Murder-suicides among elderly appear to be more 'homicidal' than portrayed Men who kill wives, selves may be acting less out of love than illness


FORT LAUDERDALE, Fla. -- He's retired, usually well-educated, successful and says he loves his wife. He recently has suffered a physical setback, most frequently a stroke or a pulmonary problem such as emphysema.

This is a portrait of a killer: an older man who shoots his ailing wife and then takes his own life.

Researchers have known that men almost exclusively were the ones pulling the trigger in geriatric murder-suicide. But startling new information being uncovered by a research team at the University of South Florida in Tampa shows these tragedies are not the unpreventable Romeo and Juliet love pacts they often are portrayed to be.

In half of the cases studied, the female victims had defensive wounds, indicating that they may have tried to fend off their mates. Rarely were suicide notes found from the wife or with her signature. And while up to one-fourth of male perpetrators talked of suicide before acting, the women rarely did.
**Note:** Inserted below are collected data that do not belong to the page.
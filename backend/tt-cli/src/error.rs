use thiserror::Error;

#[derive(Error, Debug)]
pub enum CliError {
    #[error("Config error: {0}")]
    Config(#[from] tt_config::ConfigError),

    #[error("Database error: {0}")]
    Database(#[from] tt_db::DbError),

    #[error("{0}")]
    Engine(#[from] tt_engine::EngineError),

    #[error("Failed to serialize output: {0}")]
    Json(#[from] serde_json::Error),

    #[error("Logger error: {message}")]
    Logger { message: String },

    #[error("Invalid argument --{argument}: {message}")]
    InvalidArgument {
        argument: &'static str,
        message: String,
    },
}

impl CliError {
    pub fn invalid_argument(argument: &'static str, message: impl Into<String>) -> Self {
        Self::InvalidArgument {
            argument,
            message: message.into(),
        }
    }

    pub fn error_code(&self) -> &'static str {
        match self {
            Self::Config(_) => "CONFIG_ERROR",
            Self::Database(_) => "STORAGE_ERROR",
            Self::Engine(e) => e.error_code(),
            Self::Json(_) => "OUTPUT_ERROR",
            Self::Logger { .. } => "LOGGER_ERROR",
            Self::InvalidArgument { .. } => "INVALID_ARGUMENT",
        }
    }
}

pub type Result<T> = std::result::Result<T, CliError>;
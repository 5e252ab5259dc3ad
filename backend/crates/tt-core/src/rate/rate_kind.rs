use serde::{Deserialize, Serialize};

/// The condition that set a timer's rate. Ordered by precedence, highest first.
#[derive(Debug, Clone, Copy, Serialize, Deserialize, PartialEq, Eq)]
#[serde(rename_all = "snake_case")]
pub enum RateKind {
    Emergency,
    Holiday,
    Weekend,
    AfterHours,
    Standard,
}

impl RateKind {
    pub fn label(&self) -> &'static str {
        match self {
            Self::Emergency => "Emergency",
            Self::Holiday => "Holiday",
            Self::Weekend => "Weekend",
            Self::AfterHours => "After Hours",
            Self::Standard => "Standard",
        }
    }

    /// Inverse of [`RateKind::label`], used when reading a recorded rate back.
    pub fn from_label(label: &str) -> Option<Self> {
        [
            Self::Emergency,
            Self::Holiday,
            Self::Weekend,
            Self::AfterHours,
            Self::Standard,
        ]
        .into_iter()
        .find(|kind| kind.label() == label)
    }

    pub fn color(&self) -> &'static str {
        match self {
            Self::Emergency => "red",
            Self::Holiday => "purple",
            Self::Weekend => "orange",
            Self::AfterHours => "yellow",
            Self::Standard => "green",
        }
    }
}
use chrono::{DateTime, Utc};
use serde::{Deserialize, Serialize};
use uuid::Uuid;

#[derive(Debug, Clone, Serialize, Deserialize)]
pub struct TicketComment {
    pub id: Uuid,
    pub ticket_id: Uuid,
    pub author_id: Uuid,

    pub body: String,
    pub internal: bool,

    pub created_at: DateTime<Utc>,
}

impl TicketComment {
    /// Internal note left on a ticket by the time tracker.
    pub fn internal_note(
        ticket_id: Uuid,
        author_id: Uuid,
        body: String,
        created_at: DateTime<Utc>,
    ) -> Self {
        Self {
            id: Uuid::new_v4(),
            ticket_id,
            author_id,
            body,
            internal: true,
            created_at,
        }
    }
}
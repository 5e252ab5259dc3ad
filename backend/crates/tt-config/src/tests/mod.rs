
use std::env;

use tempfile::TempDir;

/// RAII guard for environment variables - automatically restores on drop
pub(crate) struct EnvGuard {
    key: &'static str,
    original: Option<String>,
}

impl EnvGuard {
    pub(crate) fn set(key: &'static str, value: &str) -> Self {
        unsafe {
            let original = env::var(key).ok();
            env::set_var(key, value);
            Self { key, original }
        }
    }
}

impl Drop for EnvGuard {
    fn drop(&mut self) {
        unsafe {
            match &self.original {
                Some(val) => env::set_var(self.key, val),
                None => env::remove_var(self.key),
            }
        }
    }
}

/// Create a temp config directory and set TT_CONFIG_DIR
pub(crate) fn setup_config_dir() -> (TempDir, EnvGuard) {
    let temp = TempDir::new().unwrap();
    let guard = EnvGuard::set("TT_CONFIG_DIR", temp.path().to_str().unwrap());
    (temp, guard)
}
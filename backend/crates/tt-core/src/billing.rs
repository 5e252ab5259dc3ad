//! Hours and amount for a finished entry.

use crate::elapsed::SECONDS_PER_HOUR;

use rust_decimal::{Decimal, RoundingStrategy};
use serde::{Deserialize, Serialize};

const HOURS_WORKED_SCALE: u32 = 4;
const AMOUNT_SCALE: u32 = 2;

#[derive(Debug, Clone, Copy, PartialEq, Eq, Serialize, Deserialize)]
pub struct BillingFigures {
    pub hours_worked: Decimal,
    pub hours_billed: Decimal,
    pub amount: Decimal,
}

pub fn hours_from_seconds(seconds: i64) -> Decimal {
    Decimal::from(seconds.max(0)) / Decimal::from(SECONDS_PER_HOUR)
}

/// Round to the nearest multiple of `increment`, halves rounding up.
/// A non-positive increment disables rounding.
pub fn round_to_increment(hours: Decimal, increment: Decimal) -> Decimal {
    if increment <= Decimal::ZERO {
        return hours;
    }

    let steps = (hours / increment)
        .round_dp_with_strategy(0, RoundingStrategy::MidpointAwayFromZero);
    (steps * increment).normalize()
}

/// `amount = billable ? hours_billed × hourly_rate × multiplier : 0`.
pub fn compute_billing(
    net_seconds: i64,
    hourly_rate: Decimal,
    multiplier: Decimal,
    billable: bool,
    increment: Decimal,
) -> BillingFigures {
    let exact_hours = hours_from_seconds(net_seconds);
    let hours_billed = round_to_increment(exact_hours, increment);

    let amount = if billable {
        (hours_billed * hourly_rate * multiplier)
            .round_dp_with_strategy(AMOUNT_SCALE, RoundingStrategy::MidpointAwayFromZero)
    } else {
        Decimal::ZERO
    };

    BillingFigures {
        hours_worked: exact_hours
            .round_dp_with_strategy(HOURS_WORKED_SCALE, RoundingStrategy::MidpointAwayFromZero),
        hours_billed,
        amount,
    }
}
"We're finding that homicide-suicides are much more homicidal than we had originally thought," said Donna Cohen, chair of the university's Department of Aging and Mental Health.

Cohen, the lead psychologist on the study, is presenting initial findings this week at the annual conference of the Gerontological Society of America in Cincinnati.

Although the current study looked at cases from 1988 through 1994, Cohen continues to collect newspaper articles for future investigation.

One from 1996 tells of an elderly man who visited his wife every day in a St. Petersburg nursing home. One morning, he pushed her in her wheelchair to the parking lot, pulled a shotgun out of his car and shot her in the head at close range. Then he turned the gun on himself.

"Was this an act of love?" Cohen said. "No, I think it was an act of him being afraid and depressed and not knowing where to turn."

The Florida homicide-suicide study marks the first time researchers have tried to quantify these incidents, which are not identified in state crime statistics. Cohen said he thinks the study results indicate that at least 30 elderly murder-suicides happen in Florida each year -- a rate triple the national average and larger than expected.

"I don't think the government even knows this is going on in many instances," said E. Bentley Lipscomb, secretary of the Florida Department of Elder Affairs. "Until we identify it, we can't take steps to preclude this loss of life."

Four medical examiners in seven west and south Florida counties, including Dade, isolated 171 cases to the study. Researchers, including some from the University of Miami, analyzed the examiner's reports, death certificates and other records. They tracked 160 factors, including drugs found in the blood stream during autopsy, personal histories and demographics.

Cases were divided between older couples, where the homicidal mate was age 55 or older, and younger couples.

Among the results:

Homicide-suicides happen among younger people for very different reasons than older people. Younger couples were far more likely to be unmarried, and have a history of physical and verbal violence. Older people were more likely to be married, and have a history of poor health.

Men who killed themselves and their wives were more likely to be suffering from a debilitating illness. Those who killed only themselves tended to have cancer or heart disease. Researches are uncertain why and want to do "psychological autopsies" with family members and doctors.

While financial stress often is cited as a possible motivator for older men, it did not appear as a factor in any of the study's geriatric cases.

One-fourth of Dade's older killers and 37 percent of west Florida's had said they were depressed, double to triple the rate among younger men. Yet only one of the senior suicides had anti-depressants in his bloodstream, indicating that the depression had gone untreated.